Bradford’s death followed a string of highly publicized police shootings of black men, and Pipkins said she believes her son would still be alive had he been white.
“I think the whole scenario would have played out differently, I really do,” Pipkins told The Associated Press in an interview Tuesday.
Speaking during a community event Tuesday night at Birmingham’s historic 16th Street Baptist Church, where a Ku Klux Klan bombing killed four black girls in 1963, the dead man’s father, Emantic Bradford Sr., cried as he described the loss of his son.
“I love my son, but I can’t hear him say ‘daddy,’ I can’t see him. And I want him to be there for me, and I don’t want to bury my boy like this,” Bradford said.
The shooting sparked days of protests.
Demonstrators have urged a boycott and vowed to “shut down” Hoover, a city of 85,000 people that is heavily dependent upon retail sales from the Riverchase Galleria mall where the shooting occurred.

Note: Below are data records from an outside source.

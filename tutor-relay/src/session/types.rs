//! Conversation turns and the per-session turn sequence.

use chrono::{DateTime, Duration, Utc};
use serde::{Deserialize, Serialize};

/// Who produced a turn.
#[derive(Debug, Clone, Copy, PartialEq, Eq, Serialize, Deserialize)]
#[serde(rename_all = "lowercase")]
pub enum TurnRole {
    /// Topic-priming instruction, always the first turn of a session
    Priming,
    /// Student message
    User,
    /// Model (or canned) reply
    Assistant,
}

impl TurnRole {
    pub fn as_str(self) -> &'static str {
        match self {
            Self::Priming => "priming",
            Self::User => "user",
            Self::Assistant => "assistant",
        }
    }
}

/// One message in a conversation. Immutable once appended.
#[derive(Debug, Clone, PartialEq, Eq, Serialize, Deserialize)]
pub struct Turn {
    role: TurnRole,
    text: String,
}

impl Turn {
    pub fn new(role: TurnRole, text: impl Into<String>) -> Self {
        Self {
            role,
            text: text.into(),
        }
    }

    pub fn priming(text: impl Into<String>) -> Self {
        Self::new(TurnRole::Priming, text)
    }

    pub fn user(text: impl Into<String>) -> Self {
        Self::new(TurnRole::User, text)
    }

    pub fn assistant(text: impl Into<String>) -> Self {
        Self::new(TurnRole::Assistant, text)
    }

    pub fn role(&self) -> TurnRole {
        self.role
    }

    pub fn text(&self) -> &str {
        &self.text
    }
}

/// Server-held conversation context for one session identifier.
#[derive(Debug, Clone)]
pub struct Session {
    pub id: String,
    turns: Vec<Turn>,
    pub created_at: DateTime<Utc>,
    pub last_touched: DateTime<Utc>,
}

impl Session {
    /// Create a session whose first turn is the priming instruction.
    pub fn primed(id: impl Into<String>, priming_text: impl Into<String>) -> Self {
        let now = Utc::now();
        Self {
            id: id.into(),
            turns: vec![Turn::priming(priming_text)],
            created_at: now,
            last_touched: now,
        }
    }

    pub fn turns(&self) -> &[Turn] {
        &self.turns
    }

    pub fn len(&self) -> usize {
        self.turns.len()
    }

    pub fn is_empty(&self) -> bool {
        self.turns.is_empty()
    }

    /// Whether the priming turn is still at index 0.
    pub fn is_primed(&self) -> bool {
        self.turns
            .first()
            .is_some_and(|t| t.role() == TurnRole::Priming)
    }

    pub fn push(&mut self, turn: Turn) {
        self.turns.push(turn);
    }

    /// The last `n` turns.
    pub fn recent(&self, n: usize) -> &[Turn] {
        let start = self.turns.len().saturating_sub(n);
        &self.turns[start..]
    }

    /// Trim the sequence to at most `max_turns` turns.
    ///
    /// The priming turn is pinned: it stays at index 0 and the remaining
    /// `max_turns - 1` slots hold the most recent turns. Returns the number
    /// of evicted turns.
    pub fn enforce_ceiling(&mut self, max_turns: usize) -> usize {
        let len = self.turns.len();
        if len <= max_turns {
            return 0;
        }

        if max_turns == 0 {
            self.turns.clear();
            return len;
        }

        if self.is_primed() {
            let keep_recent = max_turns - 1;
            let drain_end = len - keep_recent;
            self.turns.drain(1..drain_end);
        } else {
            self.turns.drain(..len - max_turns);
        }

        len - self.turns.len()
    }

    /// Update last activity timestamp.
    pub fn touch(&mut self) {
        self.last_touched = Utc::now();
    }

    /// Check if the session has been untouched for longer than `max_idle_secs`.
    pub fn is_idle(&self, max_idle_secs: i64) -> bool {
        Utc::now() - self.last_touched > Duration::seconds(max_idle_secs)
    }
}

#[cfg(test)]
mod tests {
    use super::*;

    fn session_with_exchanges(exchanges: usize) -> Session {
        let mut session = Session::primed("s1", "prime");
        for i in 0..exchanges {
            session.push(Turn::user(format!("q{i}")));
            session.push(Turn::assistant(format!("a{i}")));
        }
        session
    }

    #[test]
    fn test_primed_session_starts_with_priming_turn() {
        let session = Session::primed("abc", "prime");
        assert_eq!(session.len(), 1);
        assert!(session.is_primed());
        assert_eq!(session.turns()[0].text(), "prime");
    }

    #[test]
    fn test_ceiling_noop_when_under_limit() {
        let mut session = session_with_exchanges(2);
        assert_eq!(session.enforce_ceiling(10), 0);
        assert_eq!(session.len(), 5);
    }

    #[test]
    fn test_ceiling_pins_priming_turn() {
        let mut session = session_with_exchanges(6);
        assert_eq!(session.len(), 13);

        let evicted = session.enforce_ceiling(10);
        assert_eq!(evicted, 3);
        assert_eq!(session.len(), 10);
        assert!(session.is_primed());

        // Most recent nine turns survive in order.
        let texts: Vec<&str> = session.turns()[1..].iter().map(Turn::text).collect();
        assert_eq!(texts, ["a1", "q2", "a2", "q3", "a3", "q4", "a4", "q5", "a5"]);
    }

    #[test]
    fn test_ceiling_without_priming_keeps_tail() {
        let mut session = Session::primed("s", "prime");
        session.enforce_ceiling(0);
        for i in 0..5 {
            session.push(Turn::user(format!("q{i}")));
        }
        session.enforce_ceiling(3);
        let texts: Vec<&str> = session.turns().iter().map(Turn::text).collect();
        assert_eq!(texts, ["q2", "q3", "q4"]);
    }

    #[test]
    fn test_recent_window() {
        let session = session_with_exchanges(3);
        let recent = session.recent(4);
        assert_eq!(recent.len(), 4);
        assert_eq!(recent[0].text(), "q1");
        assert_eq!(session.recent(100).len(), session.len());
    }

    #[test]
    fn test_idle_detection() {
        let mut session = Session::primed("s", "prime");
        assert!(!session.is_idle(60));

        session.last_touched = Utc::now() - Duration::seconds(120);
        assert!(session.is_idle(60));

        session.touch();
        assert!(!session.is_idle(60));
    }

    #[test]
    fn test_role_serialization() {
        let json = serde_json::to_string(&Turn::assistant("ok")).unwrap();
        assert!(json.contains("\"assistant\""));
    }
}
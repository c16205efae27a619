//! Session-scoped conversation relay.
//!
//! ```text
//! message ─▶ validate ─▶ greeting? ──yes──▶ canned welcome (no session touched)
//!                            │no
//!                            ▼
//!            get-or-create session (primed) ─▶ lock ─▶ append user turn
//!                            ▼
//!            provider.chat(whole session) ──fail/timeout──▶ keyword fallback
//!                            ▼
//!            append assistant turn ─▶ enforce ceiling ─▶ touch ─▶ reply
//! ```

use crate::error::RelayError;
use crate::provider::{ChatRequest, Message, Provider, ProviderError};
use crate::replies::{self, PRIMING_INSTRUCTION};
use crate::session::{SessionStore, Turn};
use std::sync::Arc;
use std::time::Duration;
use tracing::Instrument;
use tutor_common::config::Config;
use tutor_common::logging::generate_trace_id;
use tutor_common::util::{sanitize_for_log, truncate_with_ellipsis};

const LOG_PREVIEW_CHARS: usize = 80;

/// Tunables for the relay, taken from the `llm` and `relay` config sections.
#[derive(Debug, Clone)]
pub struct RelaySettings {
    pub model: String,
    pub temperature: f64,
    pub max_output_tokens: i64,
    /// Retention ceiling, priming turn included.
    pub max_turns: usize,
    /// Size of the recent-turn window written to the debug log.
    pub context_window: usize,
    pub upstream_timeout: Duration,
}

impl RelaySettings {
    pub fn from_config(config: &Config) -> Self {
        Self {
            model: config.llm.model.clone(),
            temperature: config.llm.temperature,
            max_output_tokens: config.llm.max_output_tokens,
            max_turns: config.relay.max_turns,
            context_window: config.relay.context_window,
            upstream_timeout: Duration::from_secs(config.llm.timeout_secs),
        }
    }
}

impl Default for RelaySettings {
    fn default() -> Self {
        Self::from_config(&Config::default())
    }
}

/// Inbound chat call.
#[derive(Debug, Clone, Default)]
pub struct ChatInput {
    pub message: Option<String>,
    pub session_id: Option<String>,
}

impl ChatInput {
    pub fn new(message: impl Into<String>) -> Self {
        Self {
            message: Some(message.into()),
            session_id: None,
        }
    }

    pub fn with_session(mut self, session_id: impl Into<String>) -> Self {
        self.session_id = Some(session_id.into());
        self
    }
}

/// Where a reply came from.
#[derive(Debug, Clone, Copy, PartialEq, Eq)]
pub enum ReplySource {
    Greeting,
    Upstream,
    Fallback,
}

impl ReplySource {
    pub fn as_str(self) -> &'static str {
        match self {
            Self::Greeting => "greeting",
            Self::Upstream => "upstream",
            Self::Fallback => "fallback",
        }
    }
}

/// Result of one chat call.
#[derive(Debug, Clone)]
pub struct ChatOutcome {
    pub reply: String,
    pub session_id: String,
    pub source: ReplySource,
}

/// Use the caller's identifier verbatim, or mint a fresh one.
pub fn resolve_session_id(supplied: Option<String>) -> String {
    supplied
        .filter(|id| !id.is_empty())
        .unwrap_or_else(|| uuid::Uuid::new_v4().to_string())
}

/// Relays chat messages to the upstream provider with per-session history.
pub struct ChatRelay {
    store: Arc<dyn SessionStore>,
    provider: Arc<dyn Provider>,
    settings: RelaySettings,
}

impl ChatRelay {
    pub fn new(
        store: Arc<dyn SessionStore>,
        provider: Arc<dyn Provider>,
        settings: RelaySettings,
    ) -> Self {
        Self {
            store,
            provider,
            settings,
        }
    }

    pub fn store(&self) -> &Arc<dyn SessionStore> {
        &self.store
    }

    pub fn settings(&self) -> &RelaySettings {
        &self.settings
    }

    /// Handle one chat message.
    ///
    /// Fails only when the message is missing or empty; every other path,
    /// whitespace-only messages included, produces a non-empty reply.
    pub async fn handle(&self, input: ChatInput) -> Result<ChatOutcome, RelayError> {
        let message = input
            .message
            .filter(|m| !m.is_empty())
            .ok_or(RelayError::MissingMessage)?;
        let session_id = resolve_session_id(input.session_id);

        let span = tutor_common::chat_span!(generate_trace_id(), session_id = %session_id);
        self.converse(message, session_id).instrument(span).await
    }

    async fn converse(
        &self,
        message: String,
        session_id: String,
    ) -> Result<ChatOutcome, RelayError> {
        tracing::info!(
            message = %truncate_with_ellipsis(&message, LOG_PREVIEW_CHARS),
            "Chat message received"
        );

        if replies::is_greeting(&message) {
            tracing::info!(source = ReplySource::Greeting.as_str(), "Greeting short-circuit");
            return Ok(ChatOutcome {
                reply: replies::GREETING_REPLY.to_string(),
                session_id,
                source: ReplySource::Greeting,
            });
        }

        let (handle, created) = self
            .store
            .get_or_create(&session_id, PRIMING_INSTRUCTION)
            .await;

        // Held until the reply is appended: same-session requests run one at a time.
        let mut session = handle.lock().await;
        session.push(Turn::user(message.as_str()));

        let window: Vec<String> = session
            .recent(self.settings.context_window)
            .iter()
            .map(|t| {
                format!(
                    "{}: {}",
                    t.role().as_str(),
                    truncate_with_ellipsis(t.text(), LOG_PREVIEW_CHARS)
                )
            })
            .collect();
        tracing::debug!(
            created,
            turns = session.len(),
            recent = ?window,
            "Sending conversation upstream"
        );

        let request = ChatRequest {
            model: self.settings.model.clone(),
            messages: session.turns().iter().map(Message::from).collect(),
            max_tokens: Some(self.settings.max_output_tokens),
            temperature: Some(self.settings.temperature),
        };

        let (reply, source) = match self.call_upstream(request).await {
            Ok(text) => (text, ReplySource::Upstream),
            Err(e) => {
                tracing::warn!(
                    error = %sanitize_for_log(&e.to_string()),
                    status = ?e.status_code,
                    "Upstream call failed, using fallback reply"
                );
                (replies::fallback_reply(&message).to_string(), ReplySource::Fallback)
            }
        };

        session.push(Turn::assistant(reply.as_str()));
        let evicted = session.enforce_ceiling(self.settings.max_turns);
        session.touch();

        tracing::info!(
            source = source.as_str(),
            turns = session.len(),
            evicted,
            "Chat reply ready"
        );

        Ok(ChatOutcome {
            reply,
            session_id,
            source,
        })
    }

    /// One best-effort upstream attempt bounded by the configured timeout.
    async fn call_upstream(&self, request: ChatRequest) -> Result<String, ProviderError> {
        let model = request.model.clone();
        let timeout = self.settings.upstream_timeout;

        match tokio::time::timeout(timeout, self.provider.chat(request)).await {
            Ok(Ok(response)) if !response.content.trim().is_empty() => {
                tracing::debug!(
                    latency_ms = response.latency_ms,
                    total_tokens = response.usage.total_tokens,
                    "Upstream reply received"
                );
                Ok(response.content)
            }
            Ok(Ok(_)) => Err(ProviderError::new(
                self.provider.name(),
                model,
                "Empty reply text",
            )),
            Ok(Err(e)) => Err(e),
            Err(_) => Err(ProviderError::new(
                self.provider.name(),
                model,
                format!("Timed out after {}s", timeout.as_secs_f64()),
            )),
        }
    }
}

With more than 150 stores, the shopping center is the largest mall in Alabama.
The city canceled a Christmas tree lighting that had been scheduled for Thursday.
“We want healing for the community, and we invite all persons of every faith to pray for the Bradford family and encourage all houses of worship to pray for God’s help in unifying our community,” the statement said.
A funeral service for the 21-year-old Bradford is set for 10 a.m. Saturday at the 5,000-seat Boutwell Auditorium in Birmingham.
No one has been arrested in the gunfire, which injured a young girl and a man identified as a friend of Bradford.